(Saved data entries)
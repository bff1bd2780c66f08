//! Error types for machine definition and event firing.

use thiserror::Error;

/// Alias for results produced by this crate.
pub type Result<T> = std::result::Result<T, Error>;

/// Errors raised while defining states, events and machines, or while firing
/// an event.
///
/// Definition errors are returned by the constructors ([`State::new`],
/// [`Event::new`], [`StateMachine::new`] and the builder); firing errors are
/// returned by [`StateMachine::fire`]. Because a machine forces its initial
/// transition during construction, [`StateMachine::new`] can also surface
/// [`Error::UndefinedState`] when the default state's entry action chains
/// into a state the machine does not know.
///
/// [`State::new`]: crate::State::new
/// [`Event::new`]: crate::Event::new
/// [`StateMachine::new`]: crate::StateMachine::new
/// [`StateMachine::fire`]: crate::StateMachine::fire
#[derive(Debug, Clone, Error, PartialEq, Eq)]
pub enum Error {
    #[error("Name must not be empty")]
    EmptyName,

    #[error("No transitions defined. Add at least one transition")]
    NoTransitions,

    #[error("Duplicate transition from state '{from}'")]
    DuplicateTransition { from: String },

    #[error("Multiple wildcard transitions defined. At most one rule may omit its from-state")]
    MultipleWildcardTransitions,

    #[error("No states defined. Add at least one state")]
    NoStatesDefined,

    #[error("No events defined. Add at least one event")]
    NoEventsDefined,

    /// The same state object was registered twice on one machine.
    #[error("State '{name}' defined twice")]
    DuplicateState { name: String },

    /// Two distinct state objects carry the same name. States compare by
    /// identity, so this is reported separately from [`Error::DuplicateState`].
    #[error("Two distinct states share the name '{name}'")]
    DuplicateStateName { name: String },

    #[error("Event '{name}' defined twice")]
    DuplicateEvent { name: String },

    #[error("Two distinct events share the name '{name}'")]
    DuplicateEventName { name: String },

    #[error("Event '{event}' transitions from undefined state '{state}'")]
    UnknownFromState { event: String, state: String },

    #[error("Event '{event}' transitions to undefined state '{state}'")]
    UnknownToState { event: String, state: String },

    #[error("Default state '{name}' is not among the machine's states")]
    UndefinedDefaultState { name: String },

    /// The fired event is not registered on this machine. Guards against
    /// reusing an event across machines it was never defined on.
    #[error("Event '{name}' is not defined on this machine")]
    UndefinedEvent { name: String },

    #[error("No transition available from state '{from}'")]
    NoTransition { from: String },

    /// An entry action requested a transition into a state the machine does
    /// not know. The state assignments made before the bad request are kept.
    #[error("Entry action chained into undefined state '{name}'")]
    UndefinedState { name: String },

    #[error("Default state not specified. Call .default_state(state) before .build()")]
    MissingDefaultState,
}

==

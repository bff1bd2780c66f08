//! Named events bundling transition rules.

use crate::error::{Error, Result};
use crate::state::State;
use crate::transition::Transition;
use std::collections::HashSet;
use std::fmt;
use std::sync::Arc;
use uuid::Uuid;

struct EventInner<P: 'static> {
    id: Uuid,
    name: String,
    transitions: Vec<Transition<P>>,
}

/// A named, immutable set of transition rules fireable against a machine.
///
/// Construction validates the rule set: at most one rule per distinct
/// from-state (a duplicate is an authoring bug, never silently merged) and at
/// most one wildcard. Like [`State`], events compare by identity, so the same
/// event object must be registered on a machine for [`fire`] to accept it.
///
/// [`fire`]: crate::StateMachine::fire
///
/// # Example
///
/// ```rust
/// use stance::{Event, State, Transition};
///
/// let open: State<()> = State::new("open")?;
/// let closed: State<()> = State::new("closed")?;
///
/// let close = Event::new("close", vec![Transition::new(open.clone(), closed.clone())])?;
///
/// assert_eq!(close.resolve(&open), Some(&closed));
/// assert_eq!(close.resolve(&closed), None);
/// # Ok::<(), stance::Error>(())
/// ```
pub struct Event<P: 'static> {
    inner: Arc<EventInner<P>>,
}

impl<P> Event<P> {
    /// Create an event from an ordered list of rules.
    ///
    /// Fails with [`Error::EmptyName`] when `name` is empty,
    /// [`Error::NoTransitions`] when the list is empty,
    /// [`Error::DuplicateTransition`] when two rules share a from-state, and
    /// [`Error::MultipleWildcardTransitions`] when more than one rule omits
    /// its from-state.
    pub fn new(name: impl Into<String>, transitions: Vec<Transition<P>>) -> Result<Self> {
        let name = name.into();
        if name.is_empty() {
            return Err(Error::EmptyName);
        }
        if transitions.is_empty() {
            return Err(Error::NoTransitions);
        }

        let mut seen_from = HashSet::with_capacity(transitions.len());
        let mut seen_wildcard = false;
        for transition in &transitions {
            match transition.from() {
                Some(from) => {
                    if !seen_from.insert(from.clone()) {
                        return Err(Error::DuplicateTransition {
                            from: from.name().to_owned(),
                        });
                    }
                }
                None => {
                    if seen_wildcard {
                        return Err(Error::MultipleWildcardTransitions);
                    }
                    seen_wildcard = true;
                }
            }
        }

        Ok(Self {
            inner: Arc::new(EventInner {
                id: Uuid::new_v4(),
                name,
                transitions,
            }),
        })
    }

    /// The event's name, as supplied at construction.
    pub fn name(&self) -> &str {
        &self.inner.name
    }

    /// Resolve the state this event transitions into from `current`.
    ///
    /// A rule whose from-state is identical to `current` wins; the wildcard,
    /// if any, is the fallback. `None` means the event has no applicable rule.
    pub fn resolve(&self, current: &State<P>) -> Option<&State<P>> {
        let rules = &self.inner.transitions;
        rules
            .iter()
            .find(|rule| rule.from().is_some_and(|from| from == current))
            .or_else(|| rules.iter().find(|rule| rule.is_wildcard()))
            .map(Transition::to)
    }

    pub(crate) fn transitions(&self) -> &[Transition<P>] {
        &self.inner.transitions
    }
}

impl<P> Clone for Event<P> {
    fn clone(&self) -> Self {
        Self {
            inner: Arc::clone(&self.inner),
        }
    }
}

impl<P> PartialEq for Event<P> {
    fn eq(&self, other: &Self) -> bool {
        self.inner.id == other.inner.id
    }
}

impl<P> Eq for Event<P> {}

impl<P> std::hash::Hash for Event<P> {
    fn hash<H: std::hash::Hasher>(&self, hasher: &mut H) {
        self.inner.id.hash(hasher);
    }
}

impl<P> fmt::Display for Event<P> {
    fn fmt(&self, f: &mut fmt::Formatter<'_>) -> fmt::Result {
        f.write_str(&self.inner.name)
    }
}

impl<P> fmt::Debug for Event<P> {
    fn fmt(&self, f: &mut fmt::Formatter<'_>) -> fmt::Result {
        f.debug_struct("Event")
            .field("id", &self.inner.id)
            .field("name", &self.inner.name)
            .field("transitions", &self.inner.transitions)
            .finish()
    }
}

--

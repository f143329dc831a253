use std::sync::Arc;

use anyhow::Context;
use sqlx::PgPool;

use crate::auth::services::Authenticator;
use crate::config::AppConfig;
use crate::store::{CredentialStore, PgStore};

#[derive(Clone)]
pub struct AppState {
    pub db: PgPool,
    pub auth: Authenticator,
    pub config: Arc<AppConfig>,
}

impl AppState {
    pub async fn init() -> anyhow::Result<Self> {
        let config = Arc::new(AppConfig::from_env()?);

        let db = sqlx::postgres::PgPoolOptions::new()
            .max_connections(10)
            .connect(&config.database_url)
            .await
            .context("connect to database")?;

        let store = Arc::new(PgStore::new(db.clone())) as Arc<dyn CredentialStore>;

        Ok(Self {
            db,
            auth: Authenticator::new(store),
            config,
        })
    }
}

• **ASSIGNMENT**
Write out every line from the entries where "DuplicateTransition" appears.

• **YOUR SOLUTION**
    DuplicateTransition { from: String },
    /// [`Error::DuplicateTransition`] when two rules share a from-state, and
                        return Err(Error::DuplicateTransition {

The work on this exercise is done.